Two months later, the company announced bigger-than-expected losses for the
quarter ending June 30, and its stock price plunged.
Democrats
point to documents showing Bush was told that Harken faced serious cash flow
problems in the weeks and months before he sold his stock holdings.
Two
weeks before selling his shares, Bush was sent a company report giving
"information provided by subsidiaries regarding estimated historical and
projected earnings." Earlier in the year, Bush received a letter from
Harken's president warning that the company would "continue to be severely
limited in our activities due to cash constraints."
An
internal memo dated May 20, 1990 also warned of the possibility that Harken
would "deplete all available cash to pay payroll and other basic
needs."
The
SEC investigated and concluded in a March 18, 1992 memorandum: "It appears
that Bush did not engage in illegal insider trading because it does not appear
that he possessed material nonpublic information."
A
week earlier, Rep.
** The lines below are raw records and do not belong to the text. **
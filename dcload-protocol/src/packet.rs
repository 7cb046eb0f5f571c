//! Packet encoding and decoding for the dcload-ip protocol.
//!
//! Packet format:
//! - TAG (4 bytes): ASCII verb identifier
//! - ADDRESS (4 bytes, big-endian): target address or first integer value
//! - SIZE (4 bytes, big-endian): byte count or second integer value
//! - DATA (0-1024 bytes): chunk payload or NUL-terminated strings
//!
//! Integer packets reuse the same positions for up to three values.

use crate::command::Command;

/// Length of a command tag
pub const TAG_LEN: usize = 4;

/// Length of the addressed-packet header (TAG + ADDRESS + SIZE)
pub const HEADER_LEN: usize = TAG_LEN + 4 + 4;

/// Size of one binary transfer block
pub const BLOCK_SIZE: usize = 1024;

/// Size of the shared send buffer (header + one full block)
pub const PACKET_BUF_SIZE: usize = HEADER_LEN + BLOCK_SIZE;

/// Largest datagram the client will accept (one Ethernet frame)
pub const MAX_DATAGRAM: usize = 1514;

/// Errors that can occur during packet parsing or encoding
#[derive(Debug, Clone, Copy, PartialEq, Eq)]
#[cfg_attr(feature = "defmt", derive(defmt::Format))]
pub enum PacketError {
    /// Datagram is shorter than the fields its tag requires
    Truncated,
    /// Buffer too small for encoding
    BufferTooSmall,
    /// String argument contains an interior NUL byte
    InvalidString,
}

/// A received datagram viewed through its command tag
///
/// The packet borrows the receive buffer; field accessors decode lazily so
/// that a short datagram is only rejected by the handler that needs the
/// missing field.
#[derive(Debug, Clone, Copy, PartialEq, Eq)]
pub struct Packet<'a> {
    /// Parsed command tag
    pub command: Command,
    bytes: &'a [u8],
}

impl<'a> Packet<'a> {
    /// Parse a datagram
    ///
    /// Only the tag is required; anything shorter than four bytes cannot be
    /// classified and is reported as truncated.
    pub fn parse(bytes: &'a [u8]) -> Result<Self, PacketError> {
        if bytes.len() < TAG_LEN {
            return Err(PacketError::Truncated);
        }
        let mut tag = [0u8; TAG_LEN];
        tag.copy_from_slice(&bytes[..TAG_LEN]);

        Ok(Self {
            command: Command::from_tag(tag),
            bytes,
        })
    }

    /// Raw datagram bytes
    pub fn as_bytes(&self) -> &'a [u8] {
        self.bytes
    }

    /// Read the `index`th 32-bit field after the tag
    pub fn value(&self, index: usize) -> Result<u32, PacketError> {
        read_u32_be(self.bytes, TAG_LEN + index * 4).ok_or(PacketError::Truncated)
    }

    /// Address field of an addressed packet
    pub fn address(&self) -> Result<u32, PacketError> {
        self.value(0)
    }

    /// Size field of an addressed packet
    pub fn size(&self) -> Result<u32, PacketError> {
        self.value(1)
    }

    /// The 12-byte header, as the host sent it
    pub fn header(&self) -> Result<&'a [u8], PacketError> {
        self.bytes.get(..HEADER_LEN).ok_or(PacketError::Truncated)
    }

    /// Payload following the header
    ///
    /// Limited to `size` bytes; a datagram carrying fewer bytes than its size
    /// field claims is truncated.
    pub fn data(&self) -> Result<&'a [u8], PacketError> {
        let size = self.size()? as usize;
        let end = HEADER_LEN.checked_add(size).ok_or(PacketError::Truncated)?;
        self.bytes.get(HEADER_LEN..end).ok_or(PacketError::Truncated)
    }
}

/// Sequential writer for outgoing packets
///
/// Fields are appended in order; every append checks the remaining space so
/// encoding into the fixed send buffer can never overrun it.
#[derive(Debug)]
pub struct PacketWriter<'a> {
    buf: &'a mut [u8],
    len: usize,
}

impl<'a> PacketWriter<'a> {
    /// Start a packet with the given command tag
    pub fn new(buf: &'a mut [u8], command: Command) -> Result<Self, PacketError> {
        let mut writer = Self { buf, len: 0 };
        writer.bytes(&command.tag())?;
        Ok(writer)
    }

    /// Append a big-endian 32-bit value
    pub fn u32(&mut self, value: u32) -> Result<&mut Self, PacketError> {
        self.bytes(&value.to_be_bytes())
    }

    /// Append raw bytes
    pub fn bytes(&mut self, data: &[u8]) -> Result<&mut Self, PacketError> {
        let end = self.len + data.len();
        if end > self.buf.len() {
            return Err(PacketError::BufferTooSmall);
        }
        self.buf[self.len..end].copy_from_slice(data);
        self.len = end;
        Ok(self)
    }

    /// Append a string followed by its NUL terminator
    pub fn cstr(&mut self, s: &str) -> Result<&mut Self, PacketError> {
        if s.as_bytes().contains(&0) {
            return Err(PacketError::InvalidString);
        }
        self.bytes(s.as_bytes())?;
        self.bytes(&[0])
    }

    /// Number of bytes written so far
    pub fn len(&self) -> usize {
        self.len
    }

    /// Whether nothing has been written
    pub fn is_empty(&self) -> bool {
        self.len == 0
    }

    /// Finish the packet and return its length
    pub fn finish(self) -> usize {
        self.len
    }
}

/// Encode an addressed packet (`tag, address, size, data`)
pub fn encode_addressed(
    buf: &mut [u8],
    command: Command,
    address: u32,
    size: u32,
    data: &[u8],
) -> Result<usize, PacketError> {
    let mut writer = PacketWriter::new(buf, command)?;
    writer.u32(address)?.u32(size)?.bytes(data)?;
    Ok(writer.finish())
}

/// Read a big-endian u32 at `offset`
#[inline]
pub fn read_u32_be(buf: &[u8], offset: usize) -> Option<u32> {
    let b = buf.get(offset..offset.checked_add(4)?)?;
    Some(u32::from_be_bytes([b[0], b[1], b[2], b[3]]))
}
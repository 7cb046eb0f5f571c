//! Debug console over the host link
//!
//! Console output goes to the host tool's standard output as a write to host
//! descriptor 1, using the same request as file writes. Only buffered output
//! is real; the remaining console operations behave like the null console
//! (accept and discard, or report that nothing is available).

use dcload_hal::{ContextProbe, DatagramSocket, IrqSafeLock};

use crate::fs::FsError;
use crate::session::Session;

/// Console errors
#[derive(Debug, Clone, Copy, PartialEq, Eq)]
#[cfg_attr(feature = "defmt", derive(defmt::Format))]
pub enum ConsoleError {
    /// Session is not connected
    NotConnected,
    /// Session lock is held and the caller may not wait
    LockUnavailable,
    /// The write did not complete
    WriteFailed,
    /// Operation not provided by this console
    NotSupported,
}

impl From<FsError> for ConsoleError {
    fn from(e: FsError) -> Self {
        match e {
            FsError::NotConnected => ConsoleError::NotConnected,
            FsError::LockUnavailable => ConsoleError::LockUnavailable,
            _ => ConsoleError::WriteFailed,
        }
    }
}

/// Debug console capability set
pub trait ConsoleSink {
    /// Name the console registers under
    fn name(&self) -> &str;

    /// Whether the console is present
    fn detected(&self) -> bool;

    fn init(&mut self) -> Result<(), ConsoleError> {
        Ok(())
    }

    fn shutdown(&mut self) -> Result<(), ConsoleError> {
        Ok(())
    }

    /// Route console interrupts; ignored
    fn set_irq_usage(&mut self, _enabled: bool) -> Result<(), ConsoleError> {
        Ok(())
    }

    /// Read one byte; there is never input
    fn read(&mut self) -> Result<u8, ConsoleError> {
        Err(ConsoleError::NotSupported)
    }

    /// Write one byte; discarded
    fn write(&mut self, _byte: u8) -> Result<(), ConsoleError> {
        Ok(())
    }

    fn flush(&mut self) -> Result<(), ConsoleError> {
        Ok(())
    }

    /// Write a buffer; returns the number of bytes written
    ///
    /// `translate` asks for newline translation, which this console does not
    /// perform.
    fn write_buffer(&mut self, data: &[u8], translate: bool) -> Result<usize, ConsoleError>;

    fn read_buffer(&mut self, _buf: &mut [u8]) -> Result<usize, ConsoleError> {
        Err(ConsoleError::NotSupported)
    }
}

impl<S, L, P> ConsoleSink for Session<S, L, P>
where
    S: DatagramSocket,
    L: IrqSafeLock,
    P: ContextProbe,
{
    fn name(&self) -> &str {
        &self.config().console_name
    }

    fn detected(&self) -> bool {
        self.state().is_detected()
    }

    fn write_buffer(&mut self, data: &[u8], _translate: bool) -> Result<usize, ConsoleError> {
        if !self.state().is_connected() {
            return Err(ConsoleError::NotConnected);
        }
        Ok(self.write_stdout(data)?)
    }
}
John Dingell, a Michigan Democrat who at the time chaired the
House subcommittee on oversight and investigations, asked the SEC to provide his
staff with a confidential briefing on its investigation of Bush's stock trades,
newly-released documents show.
"We
are looking into the administration and enforcement of the federal securities
law by the commission with respect to the prohibitions concerning insider
trading," Dingell wrote.
Cheney
has refused to comment on the SEC's investigation of how Halliburton accounted
for cost overruns. But Bush said earlier this month that he was confident the
federal probe would show his vice president did nothing wrong.